Woods stood up, his face red. “You mean to tell me they’re sayin’ he was at Farpoint! Stupid boy, I’ll tell you—”


“Whoa, whoa,” Spike said, putting out a hand. “Chill, Sargeant.”


The unicorn looked at him for a moment and then sat. “Lordlings,” he spat.


Rays had recovered from cowering. “Sorry, sir. Didn’t mean nothing by it. What I’m trying to say is that the Royal Corps… well,” he faltered, eyes looking to his superior and then back to the dragon who towered over him. Spike yawned, showing some teeth for good measure.


“Er, right. Well, the officers have their old hatreds and stuff, yeah, but the rank and file… I don’t know. It’s kinda hard being a Solar Guard when there’s no Princess of the Sun.”


“She’s still around, you know,” Wood replied darkly. “Right as rain and living as surely as you and I and Master Spike, here. Doing what she can to help, even from out there, you mark my words!”


“I guess,” Rays allowed, not quite meeting Wood’s eyes.


“Twilight will find her,” Spike cut in. He smiled, careful not to show off teeth. “I’m sure of it. Have you ever tried to keep a secret from the greatest librarian in the world? I have, and I can tell you that it’s impossible. Nothing goes unturned, unsearched, or unresearched. If anyone can find a needle in a haystack—Princess, needle, whatever—It’ll be Twilight.”













TWILIGHT



The buildings had tumbled in on themselves. The skyline was no longer on fire, but ti had been. She had the fleeting glimpse of a feeling, like a suspicion that it had been beautiful and bright and warm, and shivered. She was unsure if it was the wind or the image that brought it on, but Twilight had lost her balance.


Tall Tale was dead, and beyond it, she could see Vanhoover. The fires were gone. Everything was black from ash.


They entered the town of Tall Tale to no applause or ceremony. Not one of them said a word. Twilight reflected that there was not really much to be said, though she had no doubt they would try. Maybe not yet. Maybe later. Maybe any moment now, but they would do what ponies always did and try to give it all a name to curse and a face to spit on.


Twilight catalogued every burnt-out carriage, every busted taxi with a harness for pulling. She counted and drew with her eyes every ruined building and pockmarked sidewalk.

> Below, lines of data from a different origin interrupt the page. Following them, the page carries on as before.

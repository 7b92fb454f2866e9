//! Cortex control-plane server.
//!
//! Wires the Config/Entity/Event/Download/Registry/Loader/Dispatch/Thread
//! components together and fronts them with the HTTP surface. Mirrors
//! `dashflow-registry`'s own `registry_server` binary: parse configuration,
//! build `AppState`, bind, serve until a shutdown signal arrives.

use std::process::ExitCode;
use std::sync::Arc;

use clap::Parser;
use cortex_config::{ConfigOverrides, ConfigStore};
use cortex_dispatch::Dispatcher;
use cortex_download::DownloadService;
use cortex_entities::EntityStore;
use cortex_events::EventBus;
use cortex_http::{ApiConfig, ApiServer};
use cortex_loader::EngineLoader;
use cortex_registry::{catalog::CatalogClient, EngineRegistry};
use cortex_threads::ThreadRepository;
use tracing::{error, info};
use tracing_subscriber::EnvFilter;

#[derive(Parser, Debug)]
#[command(name = "cortex-server")]
#[command(version = env!("CARGO_PKG_VERSION"))]
#[command(about = "Cortex local inference control plane", long_about = None)]
struct Cli {
    /// Listen host. Overrides `cortex.yaml` and `CORTEX_HOST`.
    #[arg(long)]
    host: Option<String>,

    /// Listen port. Overrides `cortex.yaml` and `CORTEX_PORT`.
    #[arg(long)]
    port: Option<u16>,

    /// Data directory root (`cortex.yaml`, `cortex.db`, engines/, models/,
    /// threads/). Overrides `CORTEX_DATA_FOLDER`.
    #[arg(long)]
    data_folder: Option<std::path::PathBuf>,

    /// Upstream engine catalog base URL.
    #[arg(long, default_value = "https://catalog.cortex.dev")]
    catalog_url: String,
}

fn init_tracing() {
    let filter = EnvFilter::try_from_default_env().unwrap_or_else(|_| EnvFilter::new("cortex_server=info,cortex_http=info"));
    tracing_subscriber::fmt().with_env_filter(filter).with_target(true).init();
}

#[tokio::main]
async fn main() -> ExitCode {
    let cli = Cli::parse();
    init_tracing();

    info!(version = env!("CARGO_PKG_VERSION"), "cortex-server starting");

    let state = match build_state(&cli).await {
        Ok(state) => state,
        Err(err) => {
            error!(error = %err, "failed to initialize control plane");
            return ExitCode::FAILURE;
        }
    };

    let config = state.config.get();
    let addr = match format!("{}:{}", config.host, config.port).parse() {
        Ok(addr) => addr,
        Err(err) => {
            error!(host = %config.host, port = config.port, error = %err, "invalid listen address");
            return ExitCode::FAILURE;
        }
    };

    let api_config = ApiConfig::default().with_addr(addr);
    let server = ApiServer::with_state(state, api_config);

    info!(addr = %addr, "cortex HTTP surface starting");

    if let Err(err) = server.run_until(shutdown_signal()).await {
        error!(error = %err, "server error");
        return ExitCode::FAILURE;
    }

    info!("cortex-server shutdown complete");
    ExitCode::SUCCESS
}

async fn build_state(cli: &Cli) -> cortex_core::Result<cortex_http::AppState> {
    let overrides = ConfigOverrides {
        host: cli.host.clone(),
        port: cli.port,
        data_folder: cli.data_folder.clone(),
    };
    let config = ConfigStore::load(overrides)?;
    let data_folder = config.get().data_folder;

    let entities = Arc::new(EntityStore::open(&data_folder.join("cortex.db"))?);
    let events = EventBus::new();
    let downloads = Arc::new(DownloadService::new(events.clone()));
    let catalog = CatalogClient::new(cli.catalog_url.clone());
    let registry = Arc::new(EngineRegistry::new(catalog, downloads.clone(), entities.clone(), config.clone()));
    let loader = Arc::new(EngineLoader::new());
    let dispatcher = Arc::new(Dispatcher::new(loader.clone()));
    let threads = Arc::new(ThreadRepository::new(data_folder)?);

    Ok(cortex_http::AppState::new(
        config, entities, events, downloads, registry, loader, dispatcher, threads,
    ))
}

async fn shutdown_signal() {
    let ctrl_c = async {
        if let Err(err) = tokio::signal::ctrl_c().await {
            error!(error = %err, "failed to install Ctrl+C handler");
            std::future::pending::<()>().await;
        }
    };

    #[cfg(unix)]
    let terminate = async {
        match tokio::signal::unix::signal(tokio::signal::unix::SignalKind::terminate()) {
            Ok(mut signal) => {
                signal.recv().await;
            }
            Err(err) => {
                error!(error = %err, "failed to install SIGTERM handler");
                std::future::pending::<()>().await;
            }
        }
    };

    #[cfg(not(unix))]
    let terminate = std::future::pending::<()>();

    tokio::select! {
        _ = ctrl_c => info!("received Ctrl+C, shutting down"),
        _ = terminate => info!("received SIGTERM, shutting down"),
    }
}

What had done it? It didn’t matter. She guessed civil unrest had started it, and madness had finished it. Perhaps it began with a panic over food. This high up, perhaps it was anxiety over the cold. Too many ponies got to coughing, and then a few too many remark they are hungry in rapid succession. Riots started small, with tiny things, and they grew, and every attempt to quell them only made them stronger until ponies died or wish they had.

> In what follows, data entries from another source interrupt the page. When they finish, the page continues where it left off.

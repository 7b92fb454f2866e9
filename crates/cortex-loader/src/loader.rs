//! The Engine Loader (C5): owns a `family → loaded plugin handle` table,
//! enforces the data-driven conflict matrix, and hands out refcounted
//! borrows to the Dispatcher.

use crate::native::{find_library, NativeEngine};
use crate::plugin::EnginePlugin;
use crate::remote::{RemoteEngine, RemoteEngineConfig};
use cortex_core::{Error, Result};
use dashmap::DashMap;
use std::sync::atomic::{AtomicUsize, Ordering};
use std::sync::Arc;
use std::time::{Duration, Instant};

/// Per-family metadata the loader needs to decide how to load it and which
/// other families it conflicts with. Populated by the caller (the server's
/// wiring layer), not discovered automatically.
#[derive(Debug, Clone)]
pub enum FamilySource {
    /// Local native engine: `install_dir` is the canonical layout directory
    /// containing the shared library and `version.txt`.
    Local { install_dir: std::path::PathBuf },
    Remote { config: RemoteEngineConfig },
}

#[derive(Debug, Clone, Default)]
pub struct FamilyMetadata {
    /// Families that must be unloaded before this one can load, per
    /// spec.md §4.5's data-driven conflict matrix (e.g. two CUDA-runtime
    /// families that cannot share a process's search path).
    pub conflicts_with: Vec<String>,
}

struct LoadedEngine {
    plugin: Arc<dyn EnginePlugin>,
    borrow_count: AtomicUsize,
}

/// Released when a [`crate::EngineLoader::borrow`] guard drops, letting a
/// pending `unload` proceed.
pub struct BorrowedHandle {
    plugin: Arc<dyn EnginePlugin>,
    family: String,
    table: Arc<DashMap<String, LoadedEngine>>,
}

impl BorrowedHandle {
    pub fn plugin(&self) -> &Arc<dyn EnginePlugin> {
        &self.plugin
    }
}

impl Drop for BorrowedHandle {
    fn drop(&mut self) {
        if let Some(entry) = self.table.get(&self.family) {
            entry.borrow_count.fetch_sub(1, Ordering::AcqRel);
        }
    }
}

const UNLOAD_POLL_INTERVAL: Duration = Duration::from_millis(50);

pub struct EngineLoader {
    table: Arc<DashMap<String, LoadedEngine>>,
    metadata: DashMap<String, FamilyMetadata>,
}

impl EngineLoader {
    pub fn new() -> Self {
        Self {
            table: Arc::new(DashMap::new()),
            metadata: DashMap::new(),
        }
    }

    pub fn set_metadata(&self, family: &str, metadata: FamilyMetadata) {
        self.metadata.insert(family.to_string(), metadata);
    }

    pub fn is_loaded(&self, family: &str) -> bool {
        self.table.contains_key(family)
    }

    /// Families currently holding a loaded plugin handle, in no particular
    /// order. Backs the server's model-listing endpoint.
    pub fn loaded_families(&self) -> Vec<String> {
        self.table.iter().map(|entry| entry.key().clone()).collect()
    }

    /// Loads `family` from `source`. Double-load is idempotent and returns
    /// success without re-opening the library, per spec.md §4.5.
    pub async fn load(&self, family: &str, source: FamilySource) -> Result<()> {
        if self.is_loaded(family) {
            return Ok(());
        }

        self.unload_conflicts(family).await?;

        let plugin: Arc<dyn EnginePlugin> = match source {
            FamilySource::Local { install_dir } => {
                let library_path = find_library(&install_dir)?;
                let engine = NativeEngine::load(&library_path)?;
                Arc::new(engine)
            }
            FamilySource::Remote { config } => Arc::new(RemoteEngine::new(config)?),
        };

        self.table.insert(
            family.to_string(),
            LoadedEngine {
                plugin,
                borrow_count: AtomicUsize::new(0),
            },
        );
        Ok(())
    }

    /// Unloads `family` once every outstanding [`BorrowedHandle`] has been
    /// released. Blocks (sleep-polling, matching the dispatcher's own gating
    /// style) rather than failing on first contention.
    pub async fn unload(&self, family: &str) -> Result<()> {
        self.unload_with_deadline(family, None).await
    }

    async fn unload_with_deadline(&self, family: &str, deadline: Option<Instant>) -> Result<()> {
        loop {
            let Some((_, engine)) = self.table.remove_if(family, |_, e| e.borrow_count.load(Ordering::Acquire) == 0) else {
                if !self.table.contains_key(family) {
                    return Ok(());
                }
                if let Some(deadline) = deadline {
                    if Instant::now() >= deadline {
                        return Err(Error::engine_busy(format!("{family} still has outstanding borrows")));
                    }
                }
                tokio::time::sleep(UNLOAD_POLL_INTERVAL).await;
                continue;
            };
            drop(engine);
            return Ok(());
        }
    }

    async fn unload_conflicts(&self, family: &str) -> Result<()> {
        let conflicts = self
            .metadata
            .get(family)
            .map(|m| m.conflicts_with.clone())
            .unwrap_or_default();
        for other in conflicts {
            if self.is_loaded(&other) {
                tracing::info!(family, conflicts_with = %other, "unloading conflicting engine");
                self.unload(&other).await?;
            }
        }
        Ok(())
    }

    /// Borrows the loaded handle for `family` for the duration of one
    /// request. Fails with `NotFound` if the family is not currently loaded.
    pub fn borrow(&self, family: &str) -> Result<BorrowedHandle> {
        let entry = self
            .table
            .get(family)
            .ok_or_else(|| Error::not_found(format!("engine {family} is not loaded")))?;
        entry.borrow_count.fetch_add(1, Ordering::AcqRel);
        Ok(BorrowedHandle {
            plugin: entry.plugin.clone(),
            family: family.to_string(),
            table: self.table.clone(),
        })
    }
}

impl Default for EngineLoader {
    fn default() -> Self {
        Self::new()
    }
}

#[cfg(test)]
mod tests {
    use super::*;
    use crate::remote::RemoteEngineConfig;

    fn remote_source() -> FamilySource {
        FamilySource::Remote {
            config: RemoteEngineConfig {
                base_url: "https://api.example.test".to_string(),
                api_key: None,
                capabilities: vec!["chat".to_string()],
            },
        }
    }

    #[tokio::test]
    async fn load_then_is_loaded() {
        let loader = EngineLoader::new();
        loader.load("openai-proxy", remote_source()).await.unwrap();
        assert!(loader.is_loaded("openai-proxy"));
    }

    #[tokio::test]
    async fn double_load_is_idempotent() {
        let loader = EngineLoader::new();
        loader.load("openai-proxy", remote_source()).await.unwrap();
        loader.load("openai-proxy", remote_source()).await.unwrap();
        assert!(loader.is_loaded("openai-proxy"));
    }

    #[tokio::test]
    async fn borrow_then_unload_waits_for_release() {
        let loader = EngineLoader::new();
        loader.load("openai-proxy", remote_source()).await.unwrap();
        let handle = loader.borrow("openai-proxy").unwrap();

        let deadline = Instant::now() + Duration::from_millis(200);
        let unload_result = tokio::time::timeout(Duration::from_millis(500), async {
            loader.unload_with_deadline("openai-proxy", Some(deadline)).await
        });

        drop(handle);
        assert!(unload_result.await.unwrap().is_ok());
        assert!(!loader.is_loaded("openai-proxy"));
    }

    #[tokio::test]
    async fn unload_with_deadline_times_out_while_borrowed() {
        let loader = EngineLoader::new();
        loader.load("openai-proxy", remote_source()).await.unwrap();
        let _handle = loader.borrow("openai-proxy").unwrap();

        let deadline = Instant::now() + Duration::from_millis(100);
        let result = loader.unload_with_deadline("openai-proxy", Some(deadline)).await;
        assert!(result.is_err());
    }

    #[tokio::test]
    async fn unload_unknown_family_is_ok() {
        let loader = EngineLoader::new();
        assert!(loader.unload("nonexistent").await.is_ok());
    }

    #[tokio::test]
    async fn loaded_families_reflects_table_contents() {
        let loader = EngineLoader::new();
        assert!(loader.loaded_families().is_empty());
        loader.load("openai-proxy", remote_source()).await.unwrap();
        assert_eq!(loader.loaded_families(), vec!["openai-proxy".to_string()]);
    }

    #[tokio::test]
    async fn borrow_unloaded_family_is_not_found() {
        let loader = EngineLoader::new();
        let err = loader.borrow("nonexistent").unwrap_err();
        assert_eq!(err.kind, cortex_core::ErrorKind::NotFound);
    }

    #[tokio::test]
    async fn loading_conflicting_family_unloads_the_other() {
        let loader = EngineLoader::new();
        loader.set_metadata(
            "cuda-family-b",
            FamilyMetadata {
                conflicts_with: vec!["cuda-family-a".to_string()],
            },
        );
        loader.load("cuda-family-a", remote_source()).await.unwrap();
        assert!(loader.is_loaded("cuda-family-a"));

        loader.load("cuda-family-b", remote_source()).await.unwrap();
        assert!(!loader.is_loaded("cuda-family-a"));
        assert!(loader.is_loaded("cuda-family-b"));
    }
}
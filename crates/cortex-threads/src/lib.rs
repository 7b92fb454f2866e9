//! The Thread/Message Repository (C7): owns all on-disk thread and message
//! state under `<data>/threads/`; mutation happens only through this crate.

pub mod layout;
pub mod lock;
pub mod repository;
pub mod types;

pub use repository::ThreadRepository;
pub use types::{ContentPart, Message, MessageContent, MessageRole, Metadata, MetadataValue, SortOrder, Thread};
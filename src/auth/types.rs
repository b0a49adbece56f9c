//! Request and response types for the auth flows

use serde::{Deserialize, Serialize};

/// The authenticated user as the backend reports it
#[derive(Debug, Clone, PartialEq, Serialize, Deserialize)]
#[serde(rename_all = "camelCase")]
pub struct AuthUser {
    pub id: i64,
    #[serde(default)]
    pub name: Option<String>,
    pub email: String,
    #[serde(default)]
    pub phone_number: Option<String>,
    #[serde(default)]
    pub role: Option<String>,
}

/// Payload for registering a new account
#[derive(Debug, Clone, Serialize)]
#[serde(rename_all = "camelCase")]
pub struct RegisterPayload {
    pub name: String,
    pub email: String,
    pub password: String,
    #[serde(skip_serializing_if = "Option::is_none")]
    pub phone_number: Option<String>,
}

/// User attributes that can be updated through `PUT /users/:id`
#[derive(Debug, Clone, Default, Serialize)]
#[serde(rename_all = "camelCase")]
pub struct UserUpdate {
    #[serde(skip_serializing_if = "Option::is_none")]
    pub name: Option<String>,

    #[serde(skip_serializing_if = "Option::is_none")]
    pub password: Option<String>,

    #[serde(skip_serializing_if = "Option::is_none")]
    pub phone_number: Option<String>,
}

And I just feel numb, Twilight thought to herself. And so she did, as she stumbled through the uneven streets. I guess… why shouldn’t I be a little numb by now? It’s the same as Ponyville, only bigger. The Beachhead at Manehattan with fewer griffons. It’s just… it’s all the same. Bigger or smaller, but the same color and the same smell and…


There was no conclusion. Her thoughts trailed off without offering one, because there wasn’t one. So evil was banal. The final horror was the end of horror, yes she understood that intellectually, but what now? Was there even an Equestria to save anymore? She looked up at the obscured sun and wondered if it was tethered to a pony at all, or just a dream she’d woken up from. Or perhaps a liar.



A jolt of pain went up her leg, and with a cry, she stumbled forward. Twilight squeezed her eyes shut, but the expected pain never came. She opened them again.


Applejack was supporting her. They locked eyes for a moment, and Twilight quickly looked away while Applejack set her back up on four legs. Twilight sat.


“Look where you’re goin’ there, Twi,” Applejack said softly. “You’ll get hurt.”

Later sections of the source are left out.